28 km2) Land23. 95 sq mi (62. 02 km2) Water0. 10 sq mi (0. 26 km2) Elevation302 feet (92 m) Population City65,239 Quote 72,244 Density3,016. 95/sq mi (1,164. 84/km2) Urban141,576 (US: 230th)UTC5 (EST) Summer Season (DST)UTC4 (EDT) 21701-21709301, 24024-30325GNIS feature ID0584497I-70, I-270, United States 15, United States 40, US 340, MD 80, MD 144, MD 355Website Frederick is a city in, and the county seat, of Frederick County, Maryland.

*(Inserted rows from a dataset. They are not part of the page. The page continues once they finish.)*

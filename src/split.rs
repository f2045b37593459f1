//! Walk-forward splitting of feature rows by (season, week). Each split trains on
//! strictly earlier scored rows and tests on exactly one week, so no model ever sees
//! a game from its own week or later.

use rustc_hash::FxHashSet;
use thiserror::Error;
use tracing::debug;

use crate::features::FeatureRow;

#[derive(Debug, Error, PartialEq, Eq)]
pub enum LeakageError {
    #[error("train row ({train_season}, {train_week}) is not strictly before test week ({test_season}, {test_week})")]
    TrainRowNotEarlier {
        train_season: u16,
        train_week: u8,
        test_season: u16,
        test_week: u8,
    },

    #[error("test row ({row_season}, {row_week}) does not belong to test week ({test_season}, {test_week})")]
    TestRowMisplaced {
        row_season: u16,
        row_week: u8,
        test_season: u16,
        test_week: u8,
    },

    #[error("row {index} appears on both sides of the split")]
    RowOnBothSides { index: usize },
}

/// One evaluation fold: indices into the row slice it was derived from.
#[derive(Debug, Clone, PartialEq, Eq)]
pub struct Split {
    pub season: u16,
    pub week: u8,
    pub train: Vec<usize>,
    pub test: Vec<usize>,
}

/// Enumerates every distinct (season, week) in ascending order and emits one split per
/// week. Train rows must be scored (their targets exist); folds with an empty train or
/// test side are skipped.
pub fn walk_forward_splits(rows: &[FeatureRow]) -> Vec<Split> {
    let mut weeks: Vec<(u16, u8)> = rows.iter().map(|row| (row.season, row.week)).collect();
    weeks.sort_unstable();
    weeks.dedup();

    let mut splits = Vec::with_capacity(weeks.len());
    for (season, week) in weeks {
        let train: Vec<usize> = rows
            .iter()
            .enumerate()
            .filter(|(_, row)| {
                (row.season < season || (row.season == season && row.week < week))
                    && row.home_margin.is_some()
            })
            .map(|(index, _)| index)
            .collect();
        let test: Vec<usize> = rows
            .iter()
            .enumerate()
            .filter(|(_, row)| row.season == season && row.week == week)
            .map(|(index, _)| index)
            .collect();
        if train.is_empty() || test.is_empty() {
            debug!("skipping fold ({season}, {week}): train={}, test={}", train.len(), test.len());
            continue;
        }
        splits.push(Split {
            season,
            week,
            train,
            test,
        });
    }
    splits
}

/// Re-checks a split against the rows it indexes. Belt and braces around
/// [`walk_forward_splits`]; also guards hand-built splits.
pub fn validate_no_leakage(rows: &[FeatureRow], split: &Split) -> Result<(), LeakageError> {
    let train_set: FxHashSet<usize> = split.train.iter().copied().collect();
    for &index in &split.test {
        if train_set.contains(&index) {
            return Err(LeakageError::RowOnBothSides { index });
        }
        let row = &rows[index];
        if row.season != split.season || row.week != split.week {
            return Err(LeakageError::TestRowMisplaced {
                row_season: row.season,
                row_week: row.week,
                test_season: split.season,
                test_week: split.week,
            });
        }
    }
    for &index in &split.train {
        let row = &rows[index];
        let earlier = row.season < split.season
            || (row.season == split.season && row.week < split.week);
        if !earlier {
            return Err(LeakageError::TrainRowNotEarlier {
                train_season: row.season,
                train_week: row.week,
                test_season: split.season,
                test_week: split.week,
            });
        }
    }
    Ok(())
}
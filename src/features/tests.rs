use assert_float_eq::*;
use chrono::TimeZone;

use crate::data::MarketLine;

use super::*;

fn kickoff(season: u16, week: u8) -> DateTime<Utc> {
    Utc.with_ymd_and_hms(season as i32, 8, 20, 19, 30, 0).unwrap() + chrono::Duration::weeks(week as i64)
}

fn game(season: u16, week: u8, home: &str, away: &str, score: Option<(i32, i32)>) -> GameRecord {
    GameRecord {
        season,
        week,
        home_team: home.into(),
        away_team: away.into(),
        kickoff: kickoff(season, week),
        home_points: score.map(|(home_points, _)| home_points),
        away_points: score.map(|(_, away_points)| away_points),
        venue: None,
        neutral_site: false,
    }
}

fn stats(season: u16, week: u8, team: &str, off_ppa: f64) -> TeamGameStats {
    TeamGameStats {
        season,
        week,
        team: team.into(),
        offense: UnitStats {
            success_rate: 0.4,
            ppa: off_ppa,
            explosiveness: 1.2,
            line_yards: 2.8,
            points_per_opportunity: 4.0,
            havoc: 0.15,
        },
        defense: UnitStats::neutral(),
    }
}

#[test]
fn rolling_stats_averages_last_window() {
    let games = vec![
        game(2023, 1, "A", "B", Some((20, 10))),
        game(2023, 2, "C", "A", Some((14, 21))),
        game(2023, 3, "A", "D", Some((7, 28))),
        game(2023, 4, "A", "E", Some((35, 3))),
    ];
    let rolled = rolling_stats(&games, "A", 3, 2023, 5);
    assert_float_absolute_eq!(2.0 / 3.0, rolled.win_pct, 1e-12);
    assert_float_absolute_eq!(21.0, rolled.points_for_avg, 1e-12);
    assert_float_absolute_eq!(15.0, rolled.points_against_avg, 1e-12);
    assert_float_absolute_eq!(6.0, rolled.point_diff_avg, 1e-12);
    assert_eq!(2, rolled.wins);
    assert_eq!(1, rolled.losses);
}

#[test]
fn rolling_stats_short_history_is_neutral() {
    // Two qualifying games against a window of three: flat prior, not a partial average.
    let games = vec![
        game(2023, 1, "A", "B", Some((20, 10))),
        game(2023, 2, "A", "C", Some((30, 0))),
        game(2023, 3, "A", "D", None),
    ];
    let rolled = rolling_stats(&games, "A", 3, 2023, 4);
    assert_eq!(BasicWindowStats::neutral(), rolled);
    assert_float_absolute_eq!(0.5, rolled.win_pct, 1e-12);
    assert_float_absolute_eq!(0.0, rolled.points_for_avg, 1e-12);
}

#[test]
fn rolling_stats_ignores_current_and_future_weeks() {
    let games = vec![
        game(2023, 1, "A", "B", Some((20, 10))),
        game(2023, 2, "A", "C", Some((20, 10))),
        game(2023, 3, "A", "D", Some((0, 50))),
        game(2023, 4, "A", "E", Some((0, 50))),
    ];
    // As of week 3, only weeks 1 and 2 are visible.
    let rolled = rolling_stats(&games, "A", 2, 2023, 3);
    assert_float_absolute_eq!(1.0, rolled.win_pct, 1e-12);
    assert_float_absolute_eq!(20.0, rolled.points_for_avg, 1e-12);
}

#[test]
fn rolling_stats_spans_seasons() {
    let games = vec![
        game(2022, 12, "A", "B", Some((10, 7))),
        game(2022, 13, "C", "A", Some((3, 6))),
        game(2023, 1, "A", "D", Some((28, 14))),
    ];
    let rolled = rolling_stats(&games, "A", 3, 2023, 2);
    assert_float_absolute_eq!(1.0, rolled.win_pct, 1e-12);
    assert_float_absolute_eq!((10.0 + 6.0 + 28.0) / 3.0, rolled.points_for_avg, 1e-12);
}

#[test]
fn rolling_advanced_averages_and_defaults() {
    let table = vec![
        stats(2023, 1, "A", 0.10),
        stats(2023, 2, "A", 0.20),
        stats(2023, 3, "A", 0.60),
    ];
    let rolled = rolling_advanced_stats(&table, "A", 3, 2023, 4);
    assert_float_absolute_eq!(0.3, rolled.offense.ppa, 1e-12);
    assert_float_absolute_eq!(0.4, rolled.offense.success_rate, 1e-12);

    // Two prior rows against a window of three.
    let short = rolling_advanced_stats(&table, "A", 3, 2023, 3);
    assert_eq!(AdvancedWindowStats::neutral(), short);
    assert_float_absolute_eq!(0.5, short.offense.success_rate, 1e-12);
    assert_float_absolute_eq!(1.0, short.offense.explosiveness, 1e-12);
    assert_float_absolute_eq!(3.0, short.offense.line_yards, 1e-12);
}

#[test]
fn rest_profile_flags() {
    let games = vec![game(2023, 1, "A", "B", Some((20, 10)))];
    let standard = rest_profile(&games, "A", 2023, 2, kickoff(2023, 1) + chrono::Duration::days(7));
    assert_eq!(7, standard.rest_days);
    assert!(!standard.short_week);
    assert!(!standard.bye_week);

    let short = rest_profile(&games, "A", 2023, 2, kickoff(2023, 1) + chrono::Duration::days(5));
    assert!(short.short_week);
    assert!(!short.bye_week);

    let bye = rest_profile(&games, "A", 2023, 3, kickoff(2023, 1) + chrono::Duration::days(14));
    assert!(!bye.short_week);
    assert!(bye.bye_week);

    let debut = rest_profile(&games, "Z", 2023, 2, kickoff(2023, 2));
    assert_eq!(RestProfile::neutral(), debut);
    assert_eq!(7, debut.rest_days);
}

#[test]
fn feature_rows_carry_targets_and_market() {
    let mut tables = SeasonTables {
        season: 2023,
        games: vec![
            game(2023, 1, "A", "B", Some((31, 17))),
            game(2023, 2, "B", "A", None),
        ],
        ..Default::default()
    };
    tables.lines.push(MarketLine {
        season: 2023,
        week: 2,
        home_team: "B".into(),
        away_team: "A".into(),
        provider: "alpha".into(),
        spread_home: Some(3.5),
        total: Some(48.0),
        moneyline_home: Some(150.0),
    });

    let all_games = tables.games.clone();
    let rows = build_feature_rows(&all_games, &tables, &FxHashMap::default());
    assert_eq!(2, rows.len());

    let scored = &rows[0];
    assert_eq!(Some(14.0), scored.home_margin);
    assert_eq!(Some(48.0), scored.total_points);
    assert_eq!(None, scored.market.spread_home);
    assert_float_absolute_eq!(0.0, scored.feature("market_spread_home").unwrap(), 1e-12);

    let upcoming = &rows[1];
    assert_eq!(None, upcoming.home_margin);
    assert_eq!(Some(3.5), upcoming.market.spread_home);
    assert_float_absolute_eq!(3.5, upcoming.feature("market_spread_home").unwrap(), 1e-12);

    // Week 1 openers have no rolling history, so every window falls back to neutral.
    assert_float_absolute_eq!(0.5, scored.feature("home_win_pct_3").unwrap(), 1e-12);
    assert_float_absolute_eq!(0.5, scored.feature("away_off_success_rate_10").unwrap(), 1e-12);
}

#[test]
fn feature_rows_share_one_schema() {
    let tables = SeasonTables {
        season: 2023,
        games: vec![
            game(2023, 1, "A", "B", Some((31, 17))),
            game(2023, 2, "B", "A", None),
        ],
        ..Default::default()
    };
    let all_games = tables.games.clone();
    let rows = build_feature_rows(&all_games, &tables, &FxHashMap::default());
    let names = |row: &FeatureRow| {
        row.features
            .iter()
            .map(|(name, _)| name.clone())
            .collect::<Vec<_>>()
    };
    assert_eq!(names(&rows[0]), names(&rows[1]));
}

#[test]
fn availability_features_default_to_zero() {
    let tables = SeasonTables {
        season: 2023,
        games: vec![game(2023, 1, "A", "B", None)],
        ..Default::default()
    };
    let all_games = tables.games.clone();
    let mut availability = FxHashMap::default();
    availability.insert(
        "A".to_string(),
        AvailabilityRecord {
            team: "A".into(),
            qb_out: true,
            starters_out_offense: 2,
            starters_out_defense: 1,
        },
    );
    let rows = build_feature_rows(&all_games, &tables, &availability);
    let row = &rows[0];
    assert_float_absolute_eq!(1.0, row.feature("home_qb_out").unwrap(), 1e-12);
    assert_float_absolute_eq!(2.0, row.feature("home_starters_out_off").unwrap(), 1e-12);
    assert_float_absolute_eq!(0.0, row.feature("away_qb_out").unwrap(), 1e-12);
    assert_float_absolute_eq!(0.0, row.feature("away_starters_out_def").unwrap(), 1e-12);
}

Frederick has actually long been a crucial crossroads, located at the crossway of a major northsouth Indian path and eastwest paths to the Chesapeake Bay, both at Baltimore and what became Washington, D.C. and throughout the Appalachian mountains to the Ohio River watershed. It belongs of the Washington-Arlington-Alexandria, DC-VA-MD-WV Metropolitan Statistical Location, which becomes part of a higher Washington-Baltimore-Arlington, DC-MD-VA-WV-PA Combined Statistical Location.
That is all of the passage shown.